Two motifs ([AU]A[CGU]AUGUA[CGU] and [CGU][CU]AUAGA.[ACU]) that had consensus sequences similar to previously identified motifs were found to be over-represented (Fig. 4a). The motif [AU]A[CGU]AUGUA[CGU] contains the core sequence, UGUA, that is recognized by the PUF family of RNA-binding proteins [60] and has previously been identified in T. brucei as targeting transcripts involved in the cell cycle [61,62,63]. The motif was over-represented in the black, pink, and darkturquoise modules (Fig. 4a). [AU]A[CGU]AUGUA[CGU] co-occurs with other motifs including [CGU]AAU.[AU]UA.,.UUUUUUA., [AC]GGA[AG]U[AG]A. and [AGU]UUUGGUU[AGU] (lighter colors in Fig. 4b). Co-occurrence of motifs means that they co-localize within the same untranslated region (UTR), which indicates that the presence of one motif implies the presence of its putative counterpart [19]. These co-occurring motifs may provide further information on post-transcriptional regulation. For instance, co-localization of two motifs close to each other on a transcript could imply physical interaction of their binding elements, hence their functional interaction [19].
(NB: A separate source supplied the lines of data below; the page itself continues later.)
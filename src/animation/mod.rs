//! Animation system with compile-time known animation variants
//!
//! All variants are stored in an enum to avoid heap allocations and keep the
//! set exhaustively matchable. Each variant implements the [`Animate`] trait;
//! the shared bookkeeping (cycle position, direction, timing) lives in
//! [`Animation`].

mod cycle;
mod frame;
mod merge;
mod pattern;
mod plasma;
mod random;
mod solid;
mod static_noise;
mod wave;

use embassy_time::{Duration, Instant};

#[cfg(feature = "esp32-log")]
use esp_println::println;

pub use cycle::CycleAnimation;
pub use frame::{FadeTiming, Frame, color_index};
pub use merge::MergeAnimation;
pub use pattern::{Pattern, PatternAnimation};
pub use plasma::PlasmaAnimation;
pub use random::{RandomIndexAnimation, SparkleAnimation};
pub use solid::{BlinkAnimation, SolidAnimation};
pub use static_noise::StaticAnimation;
pub use wave::{PongAnimation, WaveAnimation};

use crate::color::BLACK;
use crate::interval::is_due;
use crate::layout::Orientation;

/// Default time between animation cycles
pub const DEFAULT_SPEED: Duration = Duration::from_millis(100);

const ANIMATION_NAME_SOLID: &str = "solid";
const ANIMATION_NAME_BLINK: &str = "blink";
const ANIMATION_NAME_CYCLE: &str = "cycle";
const ANIMATION_NAME_WAVE: &str = "wave";
const ANIMATION_NAME_PONG: &str = "pong";
const ANIMATION_NAME_MERGE: &str = "merge";
const ANIMATION_NAME_PATTERN: &str = "pattern";
const ANIMATION_NAME_SPARKLE: &str = "sparkle";
const ANIMATION_NAME_RANDOM_INDEX: &str = "random_index";
const ANIMATION_NAME_STATIC: &str = "static";
const ANIMATION_NAME_PLASMA: &str = "plasma";
const ANIMATION_NAME_NONE: &str = "none";

const ANIMATION_ID_SOLID: u8 = 0;
const ANIMATION_ID_BLINK: u8 = 1;
const ANIMATION_ID_CYCLE: u8 = 2;
const ANIMATION_ID_WAVE: u8 = 3;
const ANIMATION_ID_PONG: u8 = 4;
const ANIMATION_ID_MERGE: u8 = 5;
const ANIMATION_ID_PATTERN: u8 = 6;
const ANIMATION_ID_SPARKLE: u8 = 7;
const ANIMATION_ID_RANDOM_INDEX: u8 = 8;
const ANIMATION_ID_STATIC: u8 = 9;
const ANIMATION_ID_PLASMA: u8 = 10;
const ANIMATION_ID_NONE: u8 = 11;

pub trait Animate {
    /// Run one animation cycle: write target colors and advance the cycle
    fn step(&mut self, cycle: &mut Cycle, frame: &mut Frame<'_>);

    /// Number of distinct cycle positions for a palette of `num_colors`
    fn cycle_len(&self, num_colors: usize) -> usize {
        num_colors
    }
}

/// Cycle position and direction shared by every variant
#[derive(Debug, Clone, Copy, PartialEq, Eq, Default)]
pub struct Cycle {
    pub index: usize,
    pub reverse: bool,
    pub orientation: Orientation,
}

impl Cycle {
    /// Move one position through `min..max`
    ///
    /// Forward runs wrap from `max - 1` to `min`; reverse runs wrap from
    /// `min` to `max - 1`. Does nothing for an empty range.
    pub fn advance(&mut self, min: usize, max: usize) {
        if max <= min {
            return;
        }
        if self.reverse {
            if self.index <= min || self.index >= max {
                self.index = max - 1;
            } else {
                self.index -= 1;
            }
        } else if self.index >= max - 1 {
            self.index = min;
        } else {
            self.index += 1;
        }
    }
}

/// Known animation types, in declaration order
#[derive(Clone, Copy, Debug, PartialEq, Eq)]
#[repr(u8)]
pub enum AnimationType {
    Solid = ANIMATION_ID_SOLID,
    Blink = ANIMATION_ID_BLINK,
    Cycle = ANIMATION_ID_CYCLE,
    Wave = ANIMATION_ID_WAVE,
    Pong = ANIMATION_ID_PONG,
    Merge = ANIMATION_ID_MERGE,
    Pattern = ANIMATION_ID_PATTERN,
    Sparkle = ANIMATION_ID_SPARKLE,
    RandomIndex = ANIMATION_ID_RANDOM_INDEX,
    Static = ANIMATION_ID_STATIC,
    Plasma = ANIMATION_ID_PLASMA,
    None = ANIMATION_ID_NONE,
}

impl AnimationType {
    pub fn from_raw(value: u8) -> Option<Self> {
        Some(match value {
            ANIMATION_ID_SOLID => Self::Solid,
            ANIMATION_ID_BLINK => Self::Blink,
            ANIMATION_ID_CYCLE => Self::Cycle,
            ANIMATION_ID_WAVE => Self::Wave,
            ANIMATION_ID_PONG => Self::Pong,
            ANIMATION_ID_MERGE => Self::Merge,
            ANIMATION_ID_PATTERN => Self::Pattern,
            ANIMATION_ID_SPARKLE => Self::Sparkle,
            ANIMATION_ID_RANDOM_INDEX => Self::RandomIndex,
            ANIMATION_ID_STATIC => Self::Static,
            ANIMATION_ID_PLASMA => Self::Plasma,
            ANIMATION_ID_NONE => Self::None,
            _ => return None,
        })
    }

    /// The following type in declaration order
    ///
    /// Skips [`AnimationType::None`] and wraps back to the first type.
    pub fn next(self) -> Self {
        let next = self as u8 + 1;
        match Self::from_raw(next) {
            Some(Self::None) | None => Self::Solid,
            Some(next) => next,
        }
    }

    /// Build the variant with its default parameters
    pub fn to_slot(self) -> AnimationSlot {
        match self {
            Self::Solid => AnimationSlot::Solid(SolidAnimation),
            Self::Blink => AnimationSlot::Blink(BlinkAnimation),
            Self::Cycle => AnimationSlot::Cycle(CycleAnimation),
            Self::Wave => AnimationSlot::Wave(WaveAnimation),
            Self::Pong => AnimationSlot::Pong(PongAnimation),
            Self::Merge => AnimationSlot::Merge(MergeAnimation),
            Self::Pattern => AnimationSlot::Pattern(PatternAnimation::default()),
            Self::Sparkle => AnimationSlot::Sparkle(SparkleAnimation::default()),
            Self::RandomIndex => AnimationSlot::RandomIndex(RandomIndexAnimation::default()),
            Self::Static => AnimationSlot::Static(StaticAnimation::default()),
            Self::Plasma => AnimationSlot::Plasma(PlasmaAnimation::default()),
            Self::None => AnimationSlot::None,
        }
    }

    pub const fn as_str(self) -> &'static str {
        match self {
            Self::Solid => ANIMATION_NAME_SOLID,
            Self::Blink => ANIMATION_NAME_BLINK,
            Self::Cycle => ANIMATION_NAME_CYCLE,
            Self::Wave => ANIMATION_NAME_WAVE,
            Self::Pong => ANIMATION_NAME_PONG,
            Self::Merge => ANIMATION_NAME_MERGE,
            Self::Pattern => ANIMATION_NAME_PATTERN,
            Self::Sparkle => ANIMATION_NAME_SPARKLE,
            Self::RandomIndex => ANIMATION_NAME_RANDOM_INDEX,
            Self::Static => ANIMATION_NAME_STATIC,
            Self::Plasma => ANIMATION_NAME_PLASMA,
            Self::None => ANIMATION_NAME_NONE,
        }
    }

    pub fn parse_from_str(s: &str) -> Option<Self> {
        match s {
            ANIMATION_NAME_SOLID => Some(Self::Solid),
            ANIMATION_NAME_BLINK => Some(Self::Blink),
            ANIMATION_NAME_CYCLE => Some(Self::Cycle),
            ANIMATION_NAME_WAVE => Some(Self::Wave),
            ANIMATION_NAME_PONG => Some(Self::Pong),
            ANIMATION_NAME_MERGE => Some(Self::Merge),
            ANIMATION_NAME_PATTERN => Some(Self::Pattern),
            ANIMATION_NAME_SPARKLE => Some(Self::Sparkle),
            ANIMATION_NAME_RANDOM_INDEX => Some(Self::RandomIndex),
            ANIMATION_NAME_STATIC => Some(Self::Static),
            ANIMATION_NAME_PLASMA => Some(Self::Plasma),
            ANIMATION_NAME_NONE => Some(Self::None),
            _ => None,
        }
    }
}

/// Animation slot - enum containing all possible variants
#[derive(Debug, Clone)]
pub enum AnimationSlot {
    Solid(SolidAnimation),
    Blink(BlinkAnimation),
    Cycle(CycleAnimation),
    Wave(WaveAnimation),
    Pong(PongAnimation),
    Merge(MergeAnimation),
    Pattern(PatternAnimation),
    Sparkle(SparkleAnimation),
    RandomIndex(RandomIndexAnimation),
    Static(StaticAnimation),
    Plasma(PlasmaAnimation),
    /// Turns every pixel off
    None,
}

impl AnimationSlot {
    /// Get the animation type for external observation
    pub fn kind(&self) -> AnimationType {
        match self {
            Self::Solid(_) => AnimationType::Solid,
            Self::Blink(_) => AnimationType::Blink,
            Self::Cycle(_) => AnimationType::Cycle,
            Self::Wave(_) => AnimationType::Wave,
            Self::Pong(_) => AnimationType::Pong,
            Self::Merge(_) => AnimationType::Merge,
            Self::Pattern(_) => AnimationType::Pattern,
            Self::Sparkle(_) => AnimationType::Sparkle,
            Self::RandomIndex(_) => AnimationType::RandomIndex,
            Self::Static(_) => AnimationType::Static,
            Self::Plasma(_) => AnimationType::Plasma,
            Self::None => AnimationType::None,
        }
    }

    /// Run one cycle of the active variant
    pub fn step(&mut self, cycle: &mut Cycle, frame: &mut Frame<'_>) {
        match self {
            Self::Solid(animation) => animation.step(cycle, frame),
            Self::Blink(animation) => animation.step(cycle, frame),
            Self::Cycle(animation) => animation.step(cycle, frame),
            Self::Wave(animation) => animation.step(cycle, frame),
            Self::Pong(animation) => animation.step(cycle, frame),
            Self::Merge(animation) => animation.step(cycle, frame),
            Self::Pattern(animation) => animation.step(cycle, frame),
            Self::Sparkle(animation) => animation.step(cycle, frame),
            Self::RandomIndex(animation) => animation.step(cycle, frame),
            Self::Static(animation) => animation.step(cycle, frame),
            Self::Plasma(animation) => animation.step(cycle, frame),
            Self::None => frame.set_all(BLACK),
        }
    }

    pub fn cycle_len(&self, num_colors: usize) -> usize {
        match self {
            Self::Solid(animation) => animation.cycle_len(num_colors),
            Self::Blink(animation) => animation.cycle_len(num_colors),
            Self::Cycle(animation) => animation.cycle_len(num_colors),
            Self::Wave(animation) => animation.cycle_len(num_colors),
            Self::Pong(animation) => animation.cycle_len(num_colors),
            Self::Merge(animation) => animation.cycle_len(num_colors),
            Self::Pattern(animation) => animation.cycle_len(num_colors),
            Self::Sparkle(animation) => animation.cycle_len(num_colors),
            Self::RandomIndex(animation) => animation.cycle_len(num_colors),
            Self::Static(animation) => animation.cycle_len(num_colors),
            Self::Plasma(animation) => animation.cycle_len(num_colors),
            Self::None => num_colors,
        }
    }
}

/// An animation variant together with its cycle state and timing
#[derive(Debug, Clone)]
pub struct Animation {
    slot: AnimationSlot,
    cycle: Cycle,
    /// Time between cycles
    speed: Duration,
    /// Part of each cycle during which pixels hold their color
    pause: Duration,
    fade: bool,
    last_cycle: Option<Instant>,
}

impl Default for Animation {
    fn default() -> Self {
        Self::new(AnimationType::Solid)
    }
}

impl Animation {
    /// Create an animation of `kind` with default parameters
    pub fn new(kind: AnimationType) -> Self {
        Self::from_slot(kind.to_slot())
    }

    /// Create an animation from a configured variant
    pub fn from_slot(slot: AnimationSlot) -> Self {
        Self {
            slot,
            cycle: Cycle::default(),
            speed: DEFAULT_SPEED,
            pause: Duration::from_millis(0),
            fade: true,
            last_cycle: None,
        }
    }

    /// Set the cycle interval and pause
    #[must_use]
    pub fn with_speed(mut self, speed: Duration, pause: Duration) -> Self {
        self.set_speed(speed, pause);
        self
    }

    #[must_use]
    pub fn with_fade(mut self, fade: bool) -> Self {
        self.fade = fade;
        self
    }

    #[must_use]
    pub fn with_reverse(mut self, reverse: bool) -> Self {
        self.cycle.reverse = reverse;
        self
    }

    #[must_use]
    pub fn with_orientation(mut self, orientation: Orientation) -> Self {
        self.cycle.orientation = orientation;
        self
    }

    pub fn kind(&self) -> AnimationType {
        self.slot.kind()
    }

    pub const fn slot(&self) -> &AnimationSlot {
        &self.slot
    }

    pub fn slot_mut(&mut self) -> &mut AnimationSlot {
        &mut self.slot
    }

    pub const fn cycle(&self) -> Cycle {
        self.cycle
    }

    pub const fn cycle_index(&self) -> usize {
        self.cycle.index
    }

    /// Jump to a cycle position
    ///
    /// The index is reduced modulo the variant's cycle length for a palette
    /// of `num_colors` colors.
    pub fn set_cycle_index(&mut self, index: usize, num_colors: usize) {
        let len = self.slot.cycle_len(num_colors);
        self.cycle.index = if len > 0 { index % len } else { index };
    }

    pub const fn speed(&self) -> Duration {
        self.speed
    }

    pub const fn pause(&self) -> Duration {
        self.pause
    }

    /// Set the cycle interval and the pause at the end of each cycle
    ///
    /// A pause makes pixels finish their fade early and hold until the next
    /// cycle. It is capped at `speed`.
    pub fn set_speed(&mut self, speed: Duration, pause: Duration) {
        self.speed = speed;
        self.pause = if pause > speed { speed } else { pause };
    }

    /// Time a pixel fade takes within one cycle
    pub fn fade_duration(&self) -> Duration {
        Duration::from_ticks(self.speed.as_ticks().saturating_sub(self.pause.as_ticks()))
    }

    pub const fn fade(&self) -> bool {
        self.fade
    }

    pub fn set_fade(&mut self, fade: bool) {
        self.fade = fade;
    }

    pub const fn reverse(&self) -> bool {
        self.cycle.reverse
    }

    pub fn set_reverse(&mut self, reverse: bool) {
        self.cycle.reverse = reverse;
    }

    pub const fn orientation(&self) -> Orientation {
        self.cycle.orientation
    }

    pub fn set_orientation(&mut self, orientation: Orientation) {
        self.cycle.orientation = orientation;
    }

    /// Swap the variant, keeping timing, fade, direction and orientation
    ///
    /// The cycle index restarts at 0 unless `preserve_cycle_index` is set,
    /// in which case it is kept (reduced into the new variant's range).
    pub fn set_kind(&mut self, kind: AnimationType, preserve_cycle_index: bool, num_colors: usize) {
        #[cfg(feature = "esp32-log")]
        println!(
            "[Animation.set_kind] {} -> {}",
            self.kind().as_str(),
            kind.as_str()
        );
        self.slot = kind.to_slot();
        let index = self.cycle.index;
        self.restart();
        if preserve_cycle_index {
            self.set_cycle_index(index, num_colors);
        }
    }

    /// Go back to cycle index 0 and step on the next update
    pub(crate) fn restart(&mut self) {
        self.cycle.index = 0;
        self.last_cycle = None;
    }

    /// Run a cycle if one is due
    ///
    /// Returns `true` when the variant stepped. Nothing runs while the
    /// palette is empty.
    pub fn update(&mut self, now: Instant, frame: &mut Frame<'_>) -> bool {
        if frame.num_colors() == 0 {
            return false;
        }
        if !is_due(self.last_cycle, now, self.speed) {
            return false;
        }

        self.step(frame);
        self.last_cycle = Some(now);
        true
    }

    /// Run one cycle immediately
    pub fn step(&mut self, frame: &mut Frame<'_>) {
        if frame.num_colors() == 0 {
            return;
        }
        self.slot.step(&mut self.cycle, frame);
    }
}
The other motif, [CGU][CU]AUAGA.[ACU], was over-represented in the red and greenyellow modules (Fig. 4a). This consensus motif contains the core AUAGA sequence similar to CAUAGAA that has been implicated in cell cycle regulation [64, 65] and was previously predicted in T. brucei [63]. Notably, genes in the red module were enriched for cell cycle functions while those in the greenyellow module were enriched for microtubule-associated functions, including motility (Additional file 13: Figure S7). Motility in T. brucei is mediated through the flagellum [66]. Importantly, flagellum motility is essential for completion of the cell division [67, 68] suggesting co-regulation of genes in the greenyellow module together with those in the red module. The motif [CGU][CU]AUAGA.[ACU] does not co-occur with other motifs, which possibly suggests that its functions have opposing effects compared with functions of the other motifs (Fig. 4b). Overall, characterization of these identified cis-regulatory elements will advance our knowledge on post-transcription gene regulation and provide potential chemotherapeutic targets against key regulatory functions in T. brucei for disease control.

Conclusions

Construction of the T. brucei gene co-expression network provides a valuable resource for identifying candidate genes for experimental work. These candidate genes could be important in elucidating molecular mechanisms that underlie important biological processes during the parasite’s development in tsetse fly. Our results indicate correspondence between the enriched functions of module genes, particularly the identified hub genes, and known T. brucei biology. This illustrates the effectiveness of the co-expression network analysis as an approach to explore functionally relevant genes in T. brucei development in tsetse fly. Furthermore, the hub genes from this study that encode proteins whose functional roles are still unknown could be used to inform research focus and priorities while performing in vitro studies. Knowledge on T. brucei development in the tsetse fly vector is crucial in identifying key targets to block transmission of these medically and economically important parasites.